Lets say we have a state $\psi$ and two observables (operators) $A$, $B$. When these operators are simultaneously diagonalised in a given representation, they act on the state $\psi$ just by a mere multiplication with a real (c-number) number (either $a$, or $b$), an eigenvalue of each operator (i.e $A\psi=a\psi$, $B\psi=b\psi$).
We know that for real numbers $a,b$ this holds $ab-ba=0$ identicaly (or in operator form $(AB-BA)\psi=0$ or $\left[A,B\right]\psi=0$) so the expression $AB-BA=\left[A,B\right]$ (the commutator) becomes a measure away from simultaneous diagonalisation (when the observables commute the commutator is identicaly zero and not-zero in any other case).
Another way to see the commutator expression (which is related to previous paragraph), is as taking an (infinitesimal) path from point (state) $\psi$ to point $A \psi$ and then to point $BA \psi$ and then the path from $\psi$ to $B \psi$ to $AB \psi$. If the operators commute (are simultaneously diagonalisable) the two paths should land on the same final state (point). If not their difference is a measure of correlation (measure away from simultaneous diagonalisation).
When talking about fermions (pauli-exclusion principle, grassman variables $\theta_1 \theta_2 = - \theta_2 \theta_1$), the commutators have to be adjusted accordingly (change the minus sign), thus become anti-commutators (in order to measure the same quantity).
Continuing the previous line of thought, the expression used was based on the fact that for real numbers (and thus for boson operators) the expression $ab-ba$ is (identicaly) zero.
However fermion (grassman) variables have another algebra ($\theta_1 \theta_2 = - \theta_2 \theta_1 \implies \theta_1 \theta_2 + \theta_2 \theta_1=0$, identicaly).
So what was an identical zero relation for boson operators ($ab-ba$) needs to be adjusted for fermion operators to the identical zero relation $\theta_1 \theta_2 + \theta_2 \theta_1$, thus become an anti-commutator.
Un-correlated observables (either bosons or fermions) commute (or respectively anti-commute) thus are independent and can be measured (diagonalised) simultaneously with arbitrary precision. If not, the observables are correlated, thus the act of fixing one observable, alters the other observable making simultaneous (arbitrary) measurement/manipulation of both impossible.
PS. See how the previous analysis can be generalised to another arbitrary algebra (based on identicaly zero relations), in case in the future another type of particle having another algebra for its eigenvalues appears.
Commutators and anticommutators are ubiquitous in quantum mechanics, so one shoudl not really restrianing to the interpretation provdied in the OP. There's however one specific aspect of anti-commutators that may add a bit of clarity here: one often u-ses anti-commutators for correlation functions.
Indeed, the average value of a product of two quantum operators depends on the order of their multiplication.

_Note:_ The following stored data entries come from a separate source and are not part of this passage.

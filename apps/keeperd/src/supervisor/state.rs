use tokio::process::Child;

use keeper_core::proto::{ExitInfo, ServerStatus};

use super::now_millis;

/// At most one live child handle. `status` is the last observed state of that handle.
pub(crate) struct ServerState {
    pub(crate) status: ServerStatus,
    pub(crate) child: Option<Child>,
}

impl ServerState {
    pub(crate) fn new() -> Self {
        Self {
            status: ServerStatus::Idle {},
            child: None,
        }
    }

    /// Polls the handle without blocking. An exited child is dropped, so "no handle" and
    /// "handle has exited" both read as stopped afterwards.
    pub(crate) fn refresh(&mut self) -> Option<ExitInfo> {
        let child = self.child.as_mut()?;
        match child.try_wait() {
            Ok(Some(status)) => {
                let exit = exit_info(&status);
                self.child = None;
                self.status = ServerStatus::Exited {
                    exit: exit.clone(),
                    at_ms: now_millis(),
                };
                Some(exit)
            }
            Ok(None) => None,
            Err(err) => {
                tracing::warn!("failed to poll server process: {err}");
                None
            }
        }
    }

    pub(crate) fn is_running(&mut self) -> bool {
        self.refresh();
        self.child.is_some()
    }
}

pub(crate) fn exit_info(status: &std::process::ExitStatus) -> ExitInfo {
    #[cfg(unix)]
    let signal = std::os::unix::process::ExitStatusExt::signal(status);
    #[cfg(not(unix))]
    let signal = None;

    ExitInfo {
        code: status.code(),
        signal,
    }
}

We can however always write: $$AB = \frac{1}{2}[A, B]+\frac{1}{2}\{A, B\},\\ BA = \frac{1}{2}[A, B]-\frac{1}{2}\{A, B\}.$$ In the classical limit the commutator vanishes, while the anticommutator simply become sidnependent on the order of the quantities in it. One therefore often defines quantum equivalents of correlation functions as: $$ K_{AB}=\left\langle \frac{1}{2}\{A, B\}\right\rangle.$$
As an example see the use of anti-commutator see [the quantum version of the fluctuation dissipation theorem][1], where $$ S_{x}(\omega)+S_{x}(-\omega)=\int dt e^{i\omega t}\left\langle \frac{1}{2}\{x(t), x(0)\}\right\rangle$$ (I am trying to adapt to the notation of the Wikipedia article, but there may be errors in the last equation.)